From the results of MANOVA Model 2, we simplified the model by eliminating terms that were not significant. Therefore, we used the following Model 2 in the univariate analysis: “variable ~Year + Substitutions + 1RS/1BL + Year × Substitutions + Substitutions × 1RS/BL”. In this model the factor “Year” showed behavior almost identical to that shown in Model 1, showing even a very similar explained variance (Table 4). The factor “Substitution” showed a significant effect for all variables except bound pCA, total SA, free SA, total bound and total free. The variance explained by the factor “Substitution” ranged from 5.8% to 32.6% of the total variance. The factor “1RS/1BL” had a significant effect on total FA, conjugated FA, bound FA, bound pCA and total bound.

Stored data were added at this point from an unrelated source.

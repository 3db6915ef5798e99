//! Live admin view of an exam, folded from the signaling topic.

use chrono::{DateTime, Utc};
use futures::StreamExt;
use serde::{Deserialize, Serialize};
use std::collections::{BTreeMap, HashMap, HashSet};
use std::sync::{Arc, Mutex, PoisonError};
use tokio::sync::RwLock;
use tokio::task::JoinHandle;
use uuid::Uuid;

use crate::database::ProctoringStore;
use crate::dto::monitor_dto::{AdminPublishRequest, CommandResponse};
use crate::error::{Error, Result};
use crate::models::assignment::{AssignmentStatus, ExamAssignment, SubmitReason};
use crate::models::presence::{liveness_window, LiveHeartbeat, PeerSession};
use crate::models::proctor_event::{ProctorEvent, ProctorEventType};
use crate::models::signal::{AdminCommand, HeartbeatSource, Origin, SignalEnvelope, SignalEvent};
use crate::services::assignment_service::AssignmentService;
use crate::services::proctor_log_service::ProctorLogService;
use crate::services::signaling_service::{into_stream, SignalingService};

#[derive(Debug, Clone, PartialEq, Serialize, Deserialize)]
pub struct SnapshotRef {
    pub key: String,
    pub captured_at: DateTime<Utc>,
}

#[derive(Debug, Clone, Default)]
pub struct CandidateView {
    pub heartbeats: BTreeMap<HeartbeatSource, LiveHeartbeat>,
    pub violations: BTreeMap<ProctorEventType, u32>,
    pub latest_snapshot: Option<SnapshotRef>,
    pub mobile_connected: bool,
    pub peers: BTreeMap<Origin, PeerSession>,
    pub last_command: Option<AdminCommand>,
}

impl CandidateView {
    pub fn is_live(&self, source: HeartbeatSource, now: DateTime<Utc>) -> bool {
        self.heartbeats
            .get(&source)
            .map(|hb| hb.is_live(now))
            .unwrap_or(false)
    }

    fn seen(&mut self, candidate_id: Uuid, source: HeartbeatSource, at: DateTime<Utc>) {
        self.heartbeats.insert(
            source,
            LiveHeartbeat {
                candidate_id,
                source,
                last_seen: at,
            },
        );
    }
}

#[derive(Debug, Clone, PartialEq, Serialize, Deserialize)]
pub struct CandidateSummary {
    pub candidate_id: Uuid,
    pub laptop_live: bool,
    pub mobile_live: bool,
    pub laptop_last_seen: Option<DateTime<Utc>>,
    pub mobile_last_seen: Option<DateTime<Utc>>,
    pub mobile_connected: bool,
    pub violations: BTreeMap<ProctorEventType, u32>,
    pub total_violations: u32,
    pub latest_snapshot: Option<SnapshotRef>,
    pub peers: Vec<PeerSession>,
    pub last_command: Option<AdminCommand>,
}

#[derive(Debug, Clone, PartialEq, Serialize, Deserialize)]
pub struct DashboardSnapshot {
    pub exam_id: Uuid,
    pub generated_at: DateTime<Utc>,
    pub candidates: Vec<CandidateSummary>,
}

/// Per-exam aggregate. `apply` is a pure fold over envelopes; time only
/// enters through the `received_at` stamp and the `now` of a snapshot.
#[derive(Debug, Clone)]
pub struct ExamDashboard {
    exam_id: Uuid,
    candidates: BTreeMap<Uuid, CandidateView>,
    /// Logged events already counted by `seed`, skipped when they arrive
    /// on the topic as well.
    seeded: HashSet<Uuid>,
}

impl ExamDashboard {
    pub fn new(exam_id: Uuid) -> Self {
        Self {
            exam_id,
            candidates: BTreeMap::new(),
            seeded: HashSet::new(),
        }
    }

    /// Counts violations logged before the dashboard started watching.
    pub fn seed(&mut self, events: &[ProctorEvent]) {
        for event in events.iter().filter(|e| e.event_type.is_violation()) {
            if !self.seeded.insert(event.id) {
                continue;
            }
            let view = self.candidates.entry(event.candidate_id).or_default();
            *view.violations.entry(event.event_type).or_default() += 1;
        }
    }

    pub fn candidate(&self, candidate_id: Uuid) -> Option<&CandidateView> {
        self.candidates.get(&candidate_id)
    }

    pub fn apply(&mut self, env: &SignalEnvelope, received_at: DateTime<Utc>) {
        if env.exam_id != self.exam_id {
            return;
        }
        let candidate_id = env.candidate_id;
        let view = self.candidates.entry(candidate_id).or_default();

        match &env.event {
            SignalEvent::Heartbeat { source } => {
                view.seen(candidate_id, *source, received_at);
                if *source == HeartbeatSource::Mobile {
                    view.mobile_connected = true;
                }
            }
            SignalEvent::Violation { kind, event_id, .. } if env.origin != Origin::Admin => {
                let counted = event_id.map(|id| self.seeded.contains(&id)).unwrap_or(false);
                if !counted {
                    *view.violations.entry(*kind).or_default() += 1;
                }
            }
            SignalEvent::Command { command } if env.origin == Origin::Admin => {
                view.last_command = Some(*command);
            }
            SignalEvent::MobileConnected => {
                view.mobile_connected = true;
                view.seen(candidate_id, HeartbeatSource::Mobile, received_at);
            }
            SignalEvent::MobileDisconnected => {
                view.mobile_connected = false;
                view.heartbeats.remove(&HeartbeatSource::Mobile);
                view.peers.remove(&Origin::Mobile);
            }
            SignalEvent::Offer { sdp } if env.origin != Origin::Admin => {
                view.peers.insert(
                    env.origin,
                    PeerSession::from_offer(candidate_id, env.origin, sdp.clone(), received_at),
                );
            }
            SignalEvent::Answer { sdp, peer } if env.origin == Origin::Admin => {
                if let Some(session) = view.peers.get_mut(peer) {
                    session.answer(sdp.clone(), received_at);
                }
            }
            SignalEvent::IceCandidate { candidate, peer } => {
                let device = if env.origin == Origin::Admin { *peer } else { env.origin };
                if let Some(session) = view.peers.get_mut(&device) {
                    session.add_candidate(candidate.clone(), received_at);
                }
            }
            SignalEvent::Snapshot { key, captured_at } => {
                let newer = view
                    .latest_snapshot
                    .as_ref()
                    .map(|s| s.captured_at <= *captured_at)
                    .unwrap_or(true);
                if newer {
                    view.latest_snapshot = Some(SnapshotRef {
                        key: key.clone(),
                        captured_at: *captured_at,
                    });
                }
            }
            other => {
                tracing::debug!("Ignoring {} from {:?} on dashboard", other.name(), env.origin);
            }
        }
    }

    pub fn snapshot(&self, now: DateTime<Utc>) -> DashboardSnapshot {
        let candidates = self
            .candidates
            .iter()
            .map(|(candidate_id, view)| {
                let last_seen = |source: HeartbeatSource| view.heartbeats.get(&source).map(|hb| hb.last_seen);
                CandidateSummary {
                    candidate_id: *candidate_id,
                    laptop_live: view.is_live(HeartbeatSource::Laptop, now),
                    mobile_live: view.is_live(HeartbeatSource::Mobile, now),
                    laptop_last_seen: last_seen(HeartbeatSource::Laptop),
                    mobile_last_seen: last_seen(HeartbeatSource::Mobile),
                    mobile_connected: view.mobile_connected,
                    violations: view.violations.clone(),
                    total_violations: view.violations.values().sum(),
                    latest_snapshot: view.latest_snapshot.clone(),
                    peers: view.peers.values().cloned().collect(),
                    last_command: view.last_command,
                }
            })
            .collect();
        DashboardSnapshot {
            exam_id: self.exam_id,
            generated_at: now,
            candidates,
        }
    }
}

struct ExamWatch {
    dashboard: Arc<RwLock<ExamDashboard>>,
    task: JoinHandle<()>,
}

impl Drop for ExamWatch {
    fn drop(&mut self) {
        self.task.abort();
    }
}

#[derive(Clone)]
pub struct MonitorService {
    signals: SignalingService,
    store: Arc<dyn ProctoringStore>,
    log: ProctorLogService,
    assignments: AssignmentService,
    watches: Arc<Mutex<HashMap<Uuid, ExamWatch>>>,
}

impl MonitorService {
    pub fn new(
        signals: SignalingService,
        store: Arc<dyn ProctoringStore>,
        log: ProctorLogService,
        assignments: AssignmentService,
    ) -> Self {
        Self {
            signals,
            store,
            log,
            assignments,
            watches: Arc::new(Mutex::new(HashMap::new())),
        }
    }

    /// Starts aggregating an exam topic. The subscription is taken before
    /// this returns, so nothing published afterwards is missed.
    pub fn watch(&self, exam_id: Uuid) -> Arc<RwLock<ExamDashboard>> {
        let mut watches = self.watches.lock().unwrap_or_else(PoisonError::into_inner);
        if let Some(watch) = watches.get(&exam_id) {
            if !watch.task.is_finished() {
                return watch.dashboard.clone();
            }
        }

        let dashboard = Arc::new(RwLock::new(ExamDashboard::new(exam_id)));
        let mut stream = into_stream(self.signals.subscribe(exam_id));
        // Readers wait until the persisted history has been folded in.
        let seeding = dashboard.clone().try_write_owned();
        let store = self.store.clone();
        let target = dashboard.clone();
        let task = tokio::spawn(async move {
            if let Ok(mut board) = seeding {
                match store.events_for_exam(exam_id).await {
                    Ok(events) => board.seed(&events),
                    Err(e) => tracing::warn!("Dashboard for exam {} starts without history: {}", exam_id, e),
                }
            }
            while let Some(env) = stream.next().await {
                target.write().await.apply(&env, Utc::now());
            }
        });
        tracing::info!("Monitoring exam {}", exam_id);
        watches.insert(
            exam_id,
            ExamWatch {
                dashboard: dashboard.clone(),
                task,
            },
        );
        dashboard
    }

    pub fn unwatch(&self, exam_id: Uuid) -> bool {
        self.watches
            .lock()
            .unwrap_or_else(PoisonError::into_inner)
            .remove(&exam_id)
            .is_some()
    }

    pub fn watched_exams(&self) -> usize {
        self.watches.lock().unwrap_or_else(PoisonError::into_inner).len()
    }

    pub async fn dashboard(&self, exam_id: Uuid, now: DateTime<Utc>) -> DashboardSnapshot {
        let dashboard = self.watch(exam_id);
        let snapshot = dashboard.read().await.snapshot(now);
        snapshot
    }

    /// Publishes the command without waiting for the candidate. Terminate is
    /// enforced by the server itself when the candidate laptop is offline.
    pub async fn issue_command(
        &self,
        exam_id: Uuid,
        candidate_id: Uuid,
        command: AdminCommand,
        now: DateTime<Utc>,
    ) -> Result<CommandResponse> {
        let assignment = self.store.assignment_for_candidate(exam_id, candidate_id).await?;
        if assignment.status != AssignmentStatus::InProgress || assignment.is_submission_locked() {
            return Err(Error::InvalidState(format!(
                "Candidate {} is not taking exam {}",
                candidate_id, exam_id
            )));
        }

        match command {
            AdminCommand::Pause => self.store.set_paused(assignment.id, true).await?,
            AdminCommand::Resume => self.store.set_paused(assignment.id, false).await?,
            AdminCommand::Terminate => {}
        }
        self.log.record_admin_command(&assignment, command, now).await?;

        let delivered = self.signals.publish(SignalEnvelope::new(
            exam_id,
            candidate_id,
            Origin::Admin,
            SignalEvent::Command { command },
        ));
        tracing::info!(
            "Admin issued {} to candidate {} on exam {} ({} subscribers)",
            command.as_str(),
            candidate_id,
            exam_id,
            delivered
        );

        let mut enforced_server_side = false;
        if command == AdminCommand::Terminate && !self.laptop_live(&assignment, now).await {
            match self
                .assignments
                .submit_saved(assignment.id, SubmitReason::AdminTerminate, now)
                .await
            {
                Ok(_) => enforced_server_side = true,
                Err(Error::AlreadySubmitted) => {}
                Err(e) => tracing::warn!("Server-side terminate of {} failed: {}", assignment.id, e),
            }
        }

        Ok(CommandResponse {
            exam_id,
            candidate_id,
            command,
            delivered,
            enforced_server_side,
        })
    }

    /// Relays admin peer negotiation (answers, ICE candidates) to a candidate.
    pub fn publish_admin(&self, exam_id: Uuid, req: AdminPublishRequest) -> Result<usize> {
        if !req.event.is_peer_negotiation() || matches!(req.event, SignalEvent::Offer { .. }) {
            return Err(Error::BadRequest(format!(
                "Admins cannot publish '{}' events directly",
                req.event.name()
            )));
        }
        Ok(self.signals.publish(SignalEnvelope::new(
            exam_id,
            req.candidate_id,
            Origin::Admin,
            req.event,
        )))
    }

    async fn laptop_live(&self, assignment: &ExamAssignment, now: DateTime<Utc>) -> bool {
        let window = liveness_window(HeartbeatSource::Laptop);
        let persisted = assignment
            .last_heartbeat_at
            .map(|at| now - at <= window)
            .unwrap_or(false);
        if persisted {
            return true;
        }
        let dashboard = {
            let watches = self.watches.lock().unwrap_or_else(PoisonError::into_inner);
            watches.get(&assignment.exam_id).map(|w| w.dashboard.clone())
        };
        match dashboard {
            Some(dashboard) => dashboard
                .read()
                .await
                .candidate(assignment.candidate_id)
                .map(|view| view.is_live(HeartbeatSource::Laptop, now))
                .unwrap_or(false),
            None => false,
        }
    }
}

The percentage of variance explained by this factor ranged from 2.2% to 3.6%. Interaction “Year × Substitutions” had significant effects on the variables conjugated FA, total conjugated and conjugated dimers, with percentages of explained variances from 15.8% to 18.7%. The last terms of Model 2, the interaction of “Substitution × 1RS/1BL” showed a significant effect for the variables total FA, bound FA, conjugated VA, total pCA, conjugated pCA, free pCA, conjugated SA and conjugated CA. The percentages of variance explained by this interaction are between 3.3% and 10.0%. The factor “1RS/1BL” as shown in Figure 3 increased the FA content in general,(soluble-conjugate, bound and total ferulic), bound pCA and total bound phenolics.
Table 4. Table with the percentage of variance explained by each factors, derived from the ANOVA table of Model 2 (‘variable ~ Year + Substitutions + 1RS/1BL + Year × Substitutions + Substitutions × 1RS/BL’).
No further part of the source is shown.